Originally Posted By: DrifterWA

Here I go.…...The Wynoochee salmon and steelhead suffer because the current hatchery is and has been to small, has warm water problems, this hatchery should be moved closer to the base of the Wynoochee Dam.

During the late 70's and early 80's, there was lots of talk about a hatchery below the Wynoochee Dam, there was even talk of a double water exit from the dam itself....1 pipe able to draw water from the lower part of the dam and another pipe higher up to draw warmer water that could be used to "speed of the growth of smolt to larger size".

Currently, Native steelhead, have to go to the trap below the Dam, then trucked to Lake Aberdeen hatchery to be used for brood stock, then as smolt they are trucked to different areas and released.....wouldn't it be better, to have returning fish actually go right to a "new hatchery", processed, raise to smolt size, then released right from the hatchery.

I've been told, over and over, that salmon don't take well to "trucking", either as adults or as smolt but this continues to be done, Again, how nice to not have to try and brood stock fish, let fish do what fish do...move up a river, go to a hatchery, have good water to be raised in, then just release the smolt, right from the raceways.
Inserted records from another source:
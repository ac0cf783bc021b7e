//! 四类持久化实体及其默认骨架

use std::fmt;

use serde::{Deserialize, Serialize};
use serde_json::{json, Value};

#[derive(Debug, Clone, Copy, PartialEq, Eq, Hash, PartialOrd, Ord, Serialize, Deserialize)]
#[serde(rename_all = "snake_case")]
pub enum EntityKind {
    Setting,
    AuthorProfile,
    History,
    ReviewLog,
}

impl EntityKind {
    pub const ALL: [EntityKind; 4] = [
        EntityKind::Setting,
        EntityKind::AuthorProfile,
        EntityKind::History,
        EntityKind::ReviewLog,
    ];

    /// 点路径查找时使用的首段名称，同时是文件名主干
    pub fn key(self) -> &'static str {
        match self {
            EntityKind::Setting => "setting",
            EntityKind::AuthorProfile => "author",
            EntityKind::History => "history",
            EntityKind::ReviewLog => "review",
        }
    }

    pub fn from_key(key: &str) -> Option<Self> {
        Self::ALL.into_iter().find(|k| k.key() == key)
    }

    pub fn file_name(self) -> String {
        format!("{}.json", self.key())
    }

    /// 静态默认骨架：缺失文件时写入，也是首次加载前的内存初值
    pub fn skeleton(self, project_name: &str) -> Value {
        match self {
            EntityKind::Setting => json!({
                "meta": {"title": project_name, "tags": [], "total_words_target": "20万"},
                "chapter_words": 2000,
                "world_setting": {},
                "characters": {"protagonist": {}, "antagonist": {}, "supporting": []}
            }),
            EntityKind::AuthorProfile => json!({
                "traits": {},
                "style_analysis": {},
                "evolution": [],
                "config": {"enable_instability": false, "enable_life_events": false}
            }),
            EntityKind::History => json!({"chapters": [], "rolling_summary": ""}),
            EntityKind::ReviewLog => json!({"reviews": []}),
        }
    }
}

impl fmt::Display for EntityKind {
    fn fmt(&self, f: &mut fmt::Formatter<'_>) -> fmt::Result {
        f.write_str(self.key())
    }
}

#[cfg(test)]
mod tests {
    use super::*;

    #[test]
    fn test_key_roundtrip() {
        for kind in EntityKind::ALL {
            assert_eq!(EntityKind::from_key(kind.key()), Some(kind));
        }
        assert_eq!(EntityKind::from_key("chapters"), None);
        assert_eq!(EntityKind::ReviewLog.file_name(), "review.json");
    }

    #[test]
    fn test_setting_skeleton_has_title_and_words() {
        let s = EntityKind::Setting.skeleton("长夜行");
        assert_eq!(s["meta"]["title"], "长夜行");
        assert_eq!(s["chapter_words"], 2000);
    }
}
Heaven forbid, with good clean water, at the proper temperature, disease problems reduced, minimum human handling there might be salmon and steelhead at increased levels......QIN has it right, Wynoochee needs a hatchery, closer to the Dam,,,,WDFW shame on you for sitting on your hands for all these years, doing BS fish handling on the Wynoochee River. Current WDFW fish management has problems....change is needed!!!!!


the issue with this is $$$... we can do things better but to improve our hatcheries takes a lot of investment. this is both a governmental issue in failing to "sell" the idea and a public issue "no taxes, too expensive, etc". This is the same reason the sewer systems in many cities built decades ago that are leaking poo into the water table aren't being replaced. imagine being the politician who tries to spearhead the improvement of sewage infrastructure: everyone hates you because of traffic disruption from construction, costs will probably go over budget due to unforseen issues with a 100 year old system and you might not be in office by the time the work is complete and the public wont notice a perfectly working sewer system to boot because you only notice when its going bad. why would a policy maker, dept head or politician undergo long term investment into public goods under these conditions?

yes we could do better, yes we could improve things but how can you do it in a current climate where half the population will have an aneurysm at the very mention of budget increases and potential tax hikes. I'm 100% on board with what you're saying but its not 100% the WDFW's fault they have to take the lowest common denominator solution- the public, policy makers and politicians we elect also have a ton to do with the position we are currently in.